=== EXERCISE ===
Whenever the word "history" turns up in a line below, that line should be copied.

◆ ◆ ◆ ◆ ◆ ◆ ◆

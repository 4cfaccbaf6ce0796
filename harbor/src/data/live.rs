use super::DataHandler;
use crate::{error::DataFeedError, event::DataTick};
use harbor_exchange::kline::Interval;
use harbor_instrument::MarketKey;
use tokio::sync::mpsc;

/// Live feed bridged from a `harbor-data` market stream.
///
/// A bridging task converts streamed candles into [`DataTick`]s and sends them into this feed's
/// channel; `next` drains without blocking, per the [`DataHandler`] contract, so the engine loop
/// stays cooperative.
#[derive(Debug)]
pub struct LiveCandleData {
    rx: mpsc::UnboundedReceiver<DataTick>,
    served: Vec<DataTick>,
    key: MarketKey,
    interval: Interval,
}

impl LiveCandleData {
    /// Construct a new [`LiveCandleData`], returning the sender the bridging task feeds.
    pub fn new(key: MarketKey, interval: Interval) -> (Self, mpsc::UnboundedSender<DataTick>) {
        let (tx, rx) = mpsc::unbounded_channel();
        (
            Self {
                rx,
                served: Vec::new(),
                key,
                interval,
            },
            tx,
        )
    }
}

impl DataHandler for LiveCandleData {
    fn key(&self) -> &MarketKey {
        &self.key
    }

    fn interval(&self) -> Interval {
        self.interval
    }

    fn load(&mut self) -> Result<(), DataFeedError> {
        // Live data has no stored range to validate
        Ok(())
    }

    fn next(&mut self) -> Option<DataTick> {
        match self.rx.try_recv() {
            Ok(tick) => {
                self.served.push(tick.clone());
                Some(tick)
            }
            Err(_) => None,
        }
    }

    fn reset(&mut self) {
        // A live stream cannot rewind; only the served history resets
        self.served.clear();
    }

    fn history(&self) -> &[DataTick] {
        &self.served
    }

    fn latest(&self) -> Option<&DataTick> {
        self.served.last()
    }

    fn offset(&self) -> usize {
        self.served.len()
    }
}

#[cfg(test)]
mod tests {
    use super::*;
    use crate::data::test_util::{market_key, tick};

    #[test]
    fn test_live_feed_drains_without_blocking() {
        let (mut feed, tx) = LiveCandleData::new(market_key(), Interval::OneHour);

        assert!(feed.next().is_none());

        tx.send(tick(0, 100.0)).unwrap();
        tx.send(tick(1, 101.0)).unwrap();

        assert_eq!(feed.next().unwrap().candle.close, 100.0);
        assert_eq!(feed.latest().unwrap().candle.close, 100.0);
        assert_eq!(feed.next().unwrap().candle.close, 101.0);
        assert!(feed.next().is_none());
        assert_eq!(feed.offset(), 2);
    }
}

◆ ◆ ◆ ◆ ◆ ◆ ◆

=== ANSWER SECTION ===
        // A live stream cannot rewind; only the served history resets
    fn history(&self) -> &[DataTick] {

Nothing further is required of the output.